Солнце висело над плавнями, оранжево-красное, остывающее, под ним лежало облако, тонкое, нежное, будто сотканное из синей паутины. И над ним – облако, но уже плотное, в разрывах. И в этих разрывах – ярко-золотистый багрянец. На палубе уже неясные вечерние тени. Они все время движутся, то приближаясь к борту, то отодвигаясь от него. Но вот солнце ушло за облако, и тени растаяли, все вокруг покрылось легкой синеватой дымкой. У берега, под развесистыми ивами, вода уже – совсем черная. И над этой лоснящейся тенью чудится легкая кисея тумана. При закате солнца на реке все обманчиво, особенно цвет воды – не то густо-фиолетовый, не то оранжево-лиловый с таинственными бликами на гребнях волн, покато расходящихся от теплохода к берегу.

Сквозь мерный стук машины и назойливый крик чаек слышно, как журчит вода за бортом.

Когда теплоход причалил к пристани, над городом повисли сумерки. Зажглись вечерние огни. У входа создалась толчея: пассажиры спешили к трамвайным и троллейбусным остановкам. У соседнего пирса тоже причалил большой речной теплоход, переполненный дачниками.

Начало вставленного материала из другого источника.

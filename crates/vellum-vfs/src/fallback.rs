//! Capability checks with emulation.
//!
//! Callers that hold an arbitrary `VfsOps` go through these helpers rather
//! than calling optional methods directly. Each helper tries the backend's
//! own implementation first; if that reports [`VfsError::Unsupported`] and the
//! operation can be composed from simpler ones, the composition runs
//! instead. Every failure comes back annotated with the operation and path.

use std::path::{Path, PathBuf};
use std::time::SystemTime;

use crate::context::OpContext;
use crate::error::{VfsError, VfsResult};
use crate::ops::{VfsFile, VfsOps};
use crate::path::display;
use crate::types::{DirEntry, FileAttr, OpenFlags};

/// Open a file with explicit flags.
pub async fn open_file<F: VfsOps + ?Sized>(
    cx: &OpContext,
    fs: &F,
    path: &Path,
    flags: OpenFlags,
    mode: u32,
) -> VfsResult<Box<dyn VfsFile>> {
    fs.open_file(cx, path, flags, mode)
        .await
        .map_err(|e| e.with_op("open", display(path)))
}

/// Remove a file or empty directory.
pub async fn remove<F: VfsOps + ?Sized>(cx: &OpContext, fs: &F, path: &Path) -> VfsResult<()> {
    fs.remove(cx, path)
        .await
        .map_err(|e| e.with_op("remove", display(path)))
}

/// Stat a path, falling back to opening it and asking the handle.
pub async fn stat<F: VfsOps + ?Sized>(cx: &OpContext, fs: &F, path: &Path) -> VfsResult<FileAttr> {
    let result = match fs.stat(cx, path).await {
        Err(e) if e.is_unsupported() => stat_via_open(cx, fs, path).await,
        other => other,
    };
    result.map_err(|e| e.with_op("stat", display(path)))
}

async fn stat_via_open<F: VfsOps + ?Sized>(
    cx: &OpContext,
    fs: &F,
    path: &Path,
) -> VfsResult<FileAttr> {
    let file = fs.open_file(cx, path, OpenFlags::read(), 0).await?;
    file.stat().await
}

/// Lstat a path; backends without symlink support fall back to `stat`.
pub async fn lstat<F: VfsOps + ?Sized>(cx: &OpContext, fs: &F, path: &Path) -> VfsResult<FileAttr> {
    match fs.lstat(cx, path).await {
        Err(e) if e.is_unsupported() => stat(cx, fs, path).await,
        other => other.map_err(|e| e.with_op("lstat", display(path))),
    }
}

/// Read a whole file.
pub async fn read_file<F: VfsOps + ?Sized>(cx: &OpContext, fs: &F, path: &Path) -> VfsResult<Vec<u8>> {
    let result = match fs.read_file(cx, path).await {
        Err(e) if e.is_unsupported() => {
            let mut file = fs.open_file(cx, path, OpenFlags::read(), 0).await?;
            file.read_to_end().await
        }
        other => other,
    };
    result.map_err(|e| e.with_op("read", display(path)))
}

/// Create or truncate a file and write `data` to it.
pub async fn write_file<F: VfsOps + ?Sized>(
    cx: &OpContext,
    fs: &F,
    path: &Path,
    data: &[u8],
    perm: u32,
) -> VfsResult<()> {
    let result = match fs.write_file(cx, path, data, perm).await {
        Err(e) if e.is_unsupported() => {
            let mut file = fs
                .open_file(cx, path, OpenFlags::create_truncate(), perm)
                .await?;
            file.write_all(data).await?;
            file.flush().await
        }
        other => other,
    };
    result.map_err(|e| e.with_op("write", display(path)))
}

/// Truncate a file by path, falling back to truncating an open handle.
pub async fn truncate<F: VfsOps + ?Sized>(
    cx: &OpContext,
    fs: &F,
    path: &Path,
    size: u64,
) -> VfsResult<()> {
    let result = match fs.truncate(cx, path, size).await {
        Err(e) if e.is_unsupported() => {
            let mut file = fs.open_file(cx, path, OpenFlags::write(), 0).await?;
            file.truncate(size).await
        }
        other => other,
    };
    result.map_err(|e| e.with_op("truncate", display(path)))
}

/// Read a directory.
pub async fn readdir<F: VfsOps + ?Sized>(
    cx: &OpContext,
    fs: &F,
    path: &Path,
) -> VfsResult<Vec<DirEntry>> {
    fs.readdir(cx, path)
        .await
        .map_err(|e| e.with_op("readdir", display(path)))
}

/// Create a single directory.
pub async fn mkdir<F: VfsOps + ?Sized>(
    cx: &OpContext,
    fs: &F,
    path: &Path,
    perm: u32,
) -> VfsResult<()> {
    fs.mkdir(cx, path, perm)
        .await
        .map_err(|e| e.with_op("mkdir", display(path)))
}

/// Create a directory and its parents, falling back to one `mkdir` per
/// missing component.
pub async fn mkdir_all<F: VfsOps + ?Sized>(
    cx: &OpContext,
    fs: &F,
    path: &Path,
    perm: u32,
) -> VfsResult<()> {
    let result = match fs.mkdir_all(cx, path, perm).await {
        Err(e) if e.is_unsupported() => mkdir_each(cx, fs, path, perm).await,
        other => other,
    };
    result.map_err(|e| e.with_op("mkdir", display(path)))
}

async fn mkdir_each<F: VfsOps + ?Sized>(
    cx: &OpContext,
    fs: &F,
    path: &Path,
    perm: u32,
) -> VfsResult<()> {
    let mut current = PathBuf::new();
    for component in crate::path::normalize(path).components() {
        current.push(component);
        match stat(cx, fs, &current).await {
            Ok(attr) if attr.is_dir() => continue,
            Ok(_) => return Err(VfsError::not_a_directory(display(&current))),
            Err(e) if e.is_not_found() => {}
            Err(e) => return Err(e),
        }
        if let Err(e) = fs.mkdir(cx, &current, perm).await {
            // Lost a race with a concurrent mkdir; that's fine as long as a
            // directory is there now.
            match stat(cx, fs, &current).await {
                Ok(attr) if attr.is_dir() => {}
                _ => return Err(e),
            }
        }
    }
    Ok(())
}

/// Remove a path and everything below it.
///
/// Falls back to removing entries one at a time, children before their
/// parents. A missing path is not an error.
pub async fn remove_all<F: VfsOps + ?Sized>(cx: &OpContext, fs: &F, path: &Path) -> VfsResult<()> {
    let result = match fs.remove_all(cx, path).await {
        Err(e) if e.is_unsupported() => remove_tree(cx, fs, path).await,
        other => other,
    };
    result.map_err(|e| e.with_op("remove", display(path)))
}

async fn remove_tree<F: VfsOps + ?Sized>(cx: &OpContext, fs: &F, root: &Path) -> VfsResult<()> {
    // (path, children already queued for removal)
    let mut stack = vec![(root.to_path_buf(), false)];
    while let Some((path, expanded)) = stack.pop() {
        let err = match fs.remove(cx, &path).await {
            Ok(()) => continue,
            Err(e) if e.is_not_found() => continue,
            Err(e) => e,
        };
        if expanded {
            return Err(err);
        }
        // Probably a non-empty directory. If it can't be listed, the
        // original failure is the more useful one to report.
        let Ok(entries) = fs.readdir(cx, &path).await else {
            return Err(err);
        };
        stack.push((path.clone(), true));
        for entry in entries {
            stack.push((path.join(&entry.name), false));
        }
    }
    Ok(())
}

/// Rename `from` to `to`.
pub async fn rename<F: VfsOps + ?Sized>(
    cx: &OpContext,
    fs: &F,
    from: &Path,
    to: &Path,
) -> VfsResult<()> {
    fs.rename(cx, from, to)
        .await
        .map_err(|e| e.with_op("rename", link_display(from, to)))
}

/// Create a symlink at `link` pointing to `target`.
pub async fn symlink<F: VfsOps + ?Sized>(
    cx: &OpContext,
    fs: &F,
    target: &Path,
    link: &Path,
) -> VfsResult<()> {
    fs.symlink(cx, target, link)
        .await
        .map_err(|e| e.with_op("symlink", link_display(target, link)))
}

/// Read a symlink's target.
pub async fn readlink<F: VfsOps + ?Sized>(cx: &OpContext, fs: &F, path: &Path) -> VfsResult<PathBuf> {
    fs.readlink(cx, path)
        .await
        .map_err(|e| e.with_op("readlink", display(path)))
}

/// Change permission bits.
pub async fn chmod<F: VfsOps + ?Sized>(
    cx: &OpContext,
    fs: &F,
    path: &Path,
    perm: u32,
) -> VfsResult<()> {
    fs.chmod(cx, path, perm)
        .await
        .map_err(|e| e.with_op("chmod", display(path)))
}

/// Change ownership.
pub async fn chown<F: VfsOps + ?Sized>(
    cx: &OpContext,
    fs: &F,
    path: &Path,
    uid: Option<u32>,
    gid: Option<u32>,
) -> VfsResult<()> {
    fs.chown(cx, path, uid, gid)
        .await
        .map_err(|e| e.with_op("chown", display(path)))
}

/// Change ownership without following a trailing symlink.
pub async fn lchown<F: VfsOps + ?Sized>(
    cx: &OpContext,
    fs: &F,
    path: &Path,
    uid: Option<u32>,
    gid: Option<u32>,
) -> VfsResult<()> {
    fs.lchown(cx, path, uid, gid)
        .await
        .map_err(|e| e.with_op("lchown", display(path)))
}

/// Change access and modification times.
pub async fn chtimes<F: VfsOps + ?Sized>(
    cx: &OpContext,
    fs: &F,
    path: &Path,
    atime: SystemTime,
    mtime: SystemTime,
) -> VfsResult<()> {
    fs.chtimes(cx, path, atime, mtime)
        .await
        .map_err(|e| e.with_op("chtimes", display(path)))
}

fn link_display(from: &Path, to: &Path) -> String {
    format!("{} -> {}", from.display(), to.display())
}

#[cfg(test)]
mod tests {
    use super::*;
    use crate::backends::MemoryBackend;
    use async_trait::async_trait;

    /// Only the mandatory surface, so every helper has to emulate.
    struct Minimal(MemoryBackend);

    #[async_trait]
    impl VfsOps for Minimal {
        async fn open_file(
            &self,
            cx: &OpContext,
            path: &Path,
            flags: OpenFlags,
            mode: u32,
        ) -> VfsResult<Box<dyn VfsFile>> {
            self.0.open_file(cx, path, flags, mode).await
        }

        async fn remove(&self, cx: &OpContext, path: &Path) -> VfsResult<()> {
            self.0.remove(cx, path).await
        }

        async fn readdir(&self, cx: &OpContext, path: &Path) -> VfsResult<Vec<DirEntry>> {
            self.0.readdir(cx, path).await
        }

        async fn mkdir(&self, cx: &OpContext, path: &Path, perm: u32) -> VfsResult<()> {
            self.0.mkdir(cx, path, perm).await
        }
    }

    fn cx() -> OpContext {
        OpContext::background()
    }

    #[tokio::test]
    async fn test_write_and_read_file_emulated() {
        let fs = Minimal(MemoryBackend::new());
        write_file(&cx(), &fs, Path::new("a.txt"), b"hello", 0o644)
            .await
            .unwrap();

        let data = read_file(&cx(), &fs, Path::new("a.txt")).await.unwrap();
        assert_eq!(data, b"hello");

        let attr = stat(&cx(), &fs, Path::new("a.txt")).await.unwrap();
        assert_eq!(attr.size, 5);
    }

    #[tokio::test]
    async fn test_truncate_emulated() {
        let fs = Minimal(MemoryBackend::new());
        write_file(&cx(), &fs, Path::new("a.txt"), b"hello world", 0o644)
            .await
            .unwrap();
        truncate(&cx(), &fs, Path::new("a.txt"), 5).await.unwrap();

        let data = read_file(&cx(), &fs, Path::new("a.txt")).await.unwrap();
        assert_eq!(data, b"hello");
    }

    #[tokio::test]
    async fn test_mkdir_all_emulated() {
        let fs = Minimal(MemoryBackend::new());
        mkdir_all(&cx(), &fs, Path::new("a/b/c"), 0o755)
            .await
            .unwrap();
        // Idempotent.
        mkdir_all(&cx(), &fs, Path::new("a/b"), 0o755).await.unwrap();

        let attr = fs.0.stat(&cx(), Path::new("a/b/c")).await.unwrap();
        assert!(attr.is_dir());
    }

    #[tokio::test]
    async fn test_mkdir_all_through_file_fails() {
        let fs = Minimal(MemoryBackend::new());
        write_file(&cx(), &fs, Path::new("f"), b"", 0o644)
            .await
            .unwrap();

        let err = mkdir_all(&cx(), &fs, Path::new("f/sub"), 0o755)
            .await
            .unwrap_err();
        assert!(matches!(err.root_cause(), VfsError::NotADirectory(_)));
    }

    #[tokio::test]
    async fn test_remove_all_emulated() {
        let fs = Minimal(MemoryBackend::new());
        for p in ["d/one", "d/sub/two", "d/sub/deeper/three", "keep"] {
            write_file(&cx(), &fs, Path::new(p), b"x", 0o644)
                .await
                .unwrap();
        }

        remove_all(&cx(), &fs, Path::new("d")).await.unwrap();

        assert!(stat(&cx(), &fs, Path::new("d")).await.unwrap_err().is_not_found());
        assert!(stat(&cx(), &fs, Path::new("keep")).await.is_ok());
    }

    #[tokio::test]
    async fn test_remove_all_missing_is_ok() {
        let fs = Minimal(MemoryBackend::new());
        remove_all(&cx(), &fs, Path::new("nope")).await.unwrap();
    }

    #[tokio::test]
    async fn test_unemulated_op_reports_unsupported() {
        let fs = Minimal(MemoryBackend::new());
        let err = rename(&cx(), &fs, Path::new("a"), Path::new("b"))
            .await
            .unwrap_err();
        assert!(err.is_unsupported());
        assert_eq!(err.to_string(), "rename a -> b: operation not supported: rename");
    }

    #[tokio::test]
    async fn test_errors_carry_op_and_path() {
        let fs = MemoryBackend::new();
        let err = stat(&cx(), &fs, Path::new("missing")).await.unwrap_err();
        match err {
            VfsError::Op { op, path, .. } => {
                assert_eq!(op, "stat");
                assert_eq!(path, "missing");
            }
            other => panic!("expected Op, got {other:?}"),
        }
    }
}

Вадим Петрович проводил Багрия до трамвая, помог сесть – это было нелегко, – подождал, пока трамвай тронулся, и зашагал к своему троллейбусу. На душе у него было легко и радостно: день прошел хорошо, натянутость в отношениях с Андреем Григорьевичем, которая возникла вчера и еще сегодня давала себя чувствовать, к вечеру совсем прошла, дома ждала газета с его статьей о витаминах, и вообще все шло как нельзя лучше.

Багрий стоял у окна площадки наполненного до отказа трамвая и думал, что сегодня надо было бы ему вернуться пораньше, чтобы успеть поговорить с Каретниковым, может быть, в больницу съездить – посмотреть Валентину Лукиничну. Он и хотел выехать пораньше, но не получилось: сначала сосед в гости пришел, потом другой пожаловал – пригласить его и Шарыгина отобедать в семейном кругу за компанию, затем сняли с рейса дополнительный катер, который всегда включался в график по выходным. «Ничего, – успокаивал себя Андрей Григорьевич, – времени еще много, успею все сделать».

Вернувшись домой, он принял душ, переоделся и направился к Назару Фомичу.

Каретников, как и вчера, сидел на верхней ступеньке лестничной площадки и курил.

– Ну как? – подсел к нему Багрий. – Отошло маленько?

– Вы уж извините, Андрей Григорьевич, накуролесил я тут вчера.

– Что старое вспоминать. Мне надо бы с вами поговорить. Еще вчера вечером хотел, да какой же разговор вчера. Может, пригласите на чашку чая?

– Ради бога, Андрей Григорьевич, – поднялся Каретников. – Милости прошу. Да только Саши дома вот нет.